The motion compensated point cloud frame may be determined from an already-coded reference point cloud frame. The motion-compensated point cloud frame may be determined, for example, based on motion compensating the already-coded reference point cloud frame. The motion compensating may be based on a motion vector (MV). The motion vector may be determined, for example, based on differences between the reconstructed geometry and a geometry, of the already-coded reference point cloud frame, adjusted by the motion vector. A motion vector that reduces distortion may be selected as the determined motion vector. The motion vector and/or an indication (e.g., an index or ID) of the already-coded reference point cloud frame may be signaled in the bitstream (e.g., encoded by the encoder and/or decoded by the decoder).

As described herein, the attributes predictors may be used to determine residual attributes (e.g., at the encoder) and/or combined with decoded residual attributes (e.g., at the decoder) to decode (e.g., reconstruct) attributes at the decoder. The residual attributes may be encoded and/or decoded, for example, based on an intra transform scheme (e.g., a prediction with lifting (pred-lift) transform scheme, an Adaptive-DCT and a corresponding inverse A-DCT, a RAHT transform and a corresponding inverse RAHT transform of a RAHT scheme, a Haar transform and/or a corresponding inverse Haar transform).

FIG. 29 shows an example computer system in which examples of the present disclosure may be implemented.

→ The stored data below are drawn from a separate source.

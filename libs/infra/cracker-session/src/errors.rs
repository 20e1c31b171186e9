// [libs/infra/cracker-session/src/errors.rs]
use agent_attack_params::ArgBuildError;
use thiserror::Error;

#[derive(Error, Debug)]
pub enum SessionError {
    #[error("failed to build cracker argv: {0}")]
    ArgBuild(#[from] ArgBuildError),

    #[error("failed to create scratch file {path}: {source}")]
    ScratchFile {
        path: String,
        #[source]
        source: std::io::Error,
    },

    #[error("failed to spawn cracker process: {0}")]
    SpawnFailed(std::io::Error),

    #[error("failed to open output file for tailing: {0}")]
    TailFailed(std::io::Error),

    #[error("session was not started")]
    NotStarted,

    #[error("io error: {0}")]
    Io(#[from] std::io::Error),
}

For example, the example computer system 2900 shown in FIG. 29 may implement one or more of the methods described herein. For example, various devices and/or systems described herein (e.g., in FIGS. 1, 2, and 3) may be implemented in the form of one or more computer systems 2900. Furthermore, each of the steps of the flowcharts depicted in this disclosure may be implemented on one or more computer systems 2900.

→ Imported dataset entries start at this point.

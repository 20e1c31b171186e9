// [libs/infra/cracker-session/src/events.rs]
//! The polymorphic session event: all four output streams of a running
//! cracker process collapse into one tagged channel, so the supervisor
//! selects over a single receiver instead of four.

use agent_domain_models::{CrackResult, CrackerStatus};

#[derive(Debug, Clone)]
pub enum SessionEvent {
    Crack(CrackResult),
    Status(Box<CrackerStatus>),
    Stderr(String),
    Stdout { text: String, is_info: bool },
}

/// The terminal outcome of a session: the child's exit status, or the
/// reason it could not be waited on.
#[derive(Debug, Clone)]
pub enum SessionDone {
    Exited(std::process::ExitStatus),
    WaitFailed(String),
}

The computer system 2900 may comprise one or more processors, such as a processor 2904. The processor 2904 may be a special purpose processor, a general purpose processor, a microprocessor, and/or a digital signal processor. The processor 2904 may be connected to a communication infrastructure 2902 (for example, a bus or network). The computer system 2900 may also comprise a main memory 2906 (e.g., a random access memory (RAM)), and/or a secondary memory 2908.

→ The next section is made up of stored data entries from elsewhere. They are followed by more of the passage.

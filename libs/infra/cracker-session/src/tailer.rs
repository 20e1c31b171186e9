// [libs/infra/cracker-session/src/tailer.rs]
//! Polling follow-reader for the cracker's `.hcout` file.
//!
//! Not built on a file-change-notify API: the outfile and zap files are
//! both plain regular files on local disk, so a periodic re-read of the
//! appended tail is sufficient and keeps this crate dependency-light.

use std::path::PathBuf;
use std::time::Duration;

use tokio::fs::File;
use tokio::io::{AsyncReadExt, AsyncSeekExt, SeekFrom};
use tokio::sync::{mpsc, oneshot};

use agent_cracker_proto::decode_crack_line;
use agent_domain_models::CrackResult;

use crate::events::SessionEvent;

const POLL_INTERVAL: Duration = Duration::from_millis(250);

/// Runs until `stop` resolves. Reads whatever bytes have been appended
/// to `path` since the last poll, splits complete lines, decodes each
/// as a crack line, and forwards successes on `events`. A line that
/// fails to decode is dropped with a logged warning — never taken as a
/// reason to stop tailing.
pub async fn run(
    path: PathBuf,
    events: mpsc::Sender<SessionEvent>,
    mut stop: oneshot::Receiver<()>,
) -> std::io::Result<()> {
    let mut file = File::open(&path).await?;
    let mut offset: u64 = 0;
    let mut pending = String::new();

    loop {
        let new_len = file.metadata().await?.len();
        if new_len > offset {
            file.seek(SeekFrom::Start(offset)).await?;
            let mut buf = Vec::with_capacity((new_len - offset) as usize);
            file.read_to_end(&mut buf).await?;
            offset = new_len;

            pending.push_str(&String::from_utf8_lossy(&buf));
            while let Some(idx) = pending.find('\n') {
                let line: String = pending.drain(..=idx).collect();
                let line = line.trim_end_matches(['\r', '\n']);
                if line.is_empty() {
                    continue;
                }
                deliver_line(line, &events).await;
            }
        }

        tokio::select! {
            _ = tokio::time::sleep(POLL_INTERVAL) => {}
            _ = &mut stop => {
                drain_remaining(&mut file, &mut pending, &events).await?;
                return Ok(());
            }
        }
    }
}

async fn drain_remaining(
    file: &mut File,
    pending: &mut String,
    events: &mpsc::Sender<SessionEvent>,
) -> std::io::Result<()> {
    let mut buf = Vec::new();
    file.read_to_end(&mut buf).await?;
    pending.push_str(&String::from_utf8_lossy(&buf));
    for line in pending.split('\n') {
        let line = line.trim_end_matches('\r');
        if !line.is_empty() {
            deliver_line(line, events).await;
        }
    }
    Ok(())
}

async fn deliver_line(line: &str, events: &mpsc::Sender<SessionEvent>) {
    match decode_crack_line(line) {
        Ok(result) => {
            let _ = events.send(SessionEvent::Crack(result)).await;
        }
        Err(warning) => {
            tracing::warn!(?warning, line, "dropping malformed crack line");
        }
    }
}

#[cfg(test)]
mod tests {
    use super::*;
    use std::io::Write;
    use tokio::sync::mpsc;

    #[tokio::test]
    async fn tails_appended_lines() {
        let dir = tempfile::tempdir().unwrap();
        let path = dir.path().join("out.hcout");
        std::fs::write(&path, b"").unwrap();

        let (events_tx, mut events_rx) = mpsc::channel(5);
        let (stop_tx, stop_rx) = oneshot::channel();

        let tail_path = path.clone();
        let handle = tokio::spawn(run(tail_path, events_tx, stop_rx));

        let mut f = std::fs::OpenOptions::new().append(true).open(&path).unwrap();
        writeln!(f, "1700000000:abc123:616263").unwrap();
        drop(f);

        let event = tokio::time::timeout(Duration::from_secs(2), events_rx.recv())
            .await
            .expect("event delivered before timeout")
            .expect("channel open");

        match event {
            SessionEvent::Crack(result) => {
                assert_eq!(result.hash, "abc123");
                assert_eq!(result.plaintext, "abc");
            }
            other => panic!("unexpected event: {other:?}"),
        }

        stop_tx.send(()).unwrap();
        handle.await.unwrap().unwrap();
    }
}
// [libs/infra/coordinator-client/src/errors.rs]
use thiserror::Error;

#[derive(Error, Debug)]
pub enum CoordinatorError {
    #[error("network error talking to coordinator: {0}")]
    Network(#[from] reqwest::Error),

    #[error("failed to decode coordinator response: {0}")]
    Decode(#[from] serde_json::Error),

    #[error("coordinator rejected credentials")]
    Unauthorized,

    #[error("coordinator returned HTTP {status}: {body}")]
    ServerRejection { status: u16, body: String },

    #[error("retries exhausted calling the coordinator")]
    RetriesExhausted,
}

impl CoordinatorError {
    /// Whether a failed call is worth retrying: network faults, 5xx,
    /// 408 (timeout), and 429 (rate limit).
    pub fn is_retryable(&self) -> bool {
        match self {
            CoordinatorError::Network(e) => !e.is_builder(),
            CoordinatorError::ServerRejection { status, .. } => {
                *status >= 500 || *status == 408 || *status == 429
            }
            _ => false,
        }
    }
}

#[cfg(test)]
mod tests {
    use super::*;

    #[test]
    fn server_rejection_retryable_classes() {
        let retryable = [500, 502, 503, 408, 429];
        let not_retryable = [400, 401, 403, 404, 422];

        for status in retryable {
            let err = CoordinatorError::ServerRejection {
                status,
                body: String::new(),
            };
            assert!(err.is_retryable(), "{status} should be retryable");
        }

        for status in not_retryable {
            let err = CoordinatorError::ServerRejection {
                status,
                body: String::new(),
            };
            assert!(!err.is_retryable(), "{status} should not be retryable");
        }
    }

    #[test]
    fn unauthorized_is_not_retryable() {
        assert!(!CoordinatorError::Unauthorized.is_retryable());
    }
}
// [libs/domain/models/src/lib.rs]
//! Shared DTOs and domain entities for the cracking-fleet worker agent.
//!
//! No I/O lives here — only the types that cross crate boundaries:
//! attack parameters, task records, configuration, and the wire
//! shapes for status/crack/heartbeat traffic.

pub mod attack;
pub mod config;
pub mod crack;
pub mod server;
pub mod status;
pub mod task;

pub use attack::{AttackDescriptor, AttackMode, AttackParams, CustomCharsets, MaskIncrement};
pub use config::AgentConfig;
pub use crack::CrackResult;
pub use server::ServerState;
pub use status::{CrackerStatus, DeviceStatus, GuessInfo};
pub use task::{Activity, ProgressCursor, Task, TaskStats};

The secondary memory 2908 may comprise a hard disk drive 2910 and/or a removable storage drive 2912 (e.g., a magnetic tape drive, an optical disk drive, and/or the like). The removable storage drive 2912 may read from and/or write to a removable storage unit 2916. The removable storage unit 2916 may comprise a magnetic tape, optical disk, and/or the like. The removable storage unit 2916 may be read by and/or may be written to the removable storage drive 2912. The removable storage unit 2916 may comprise a computer usable storage medium having stored therein computer software and/or data.

The secondary memory 2908 may comprise other similar means for allowing computer programs or other instructions to be loaded into the computer system 2900. Such means may include a removable storage unit 2918 and/or an interface 2914. Examples of such means may comprise a program cartridge and/or cartridge interface (such as in video game devices), a removable memory chip (such as an erasable programmable read-only memory (EPROM) or a programmable read-only memory (PROM)) and associated socket, a thumb drive and USB port, and/or other removable storage units 2918 and interfaces 2914 which may allow software and/or data to be transferred from the removable storage unit 2918 to the computer system 2900.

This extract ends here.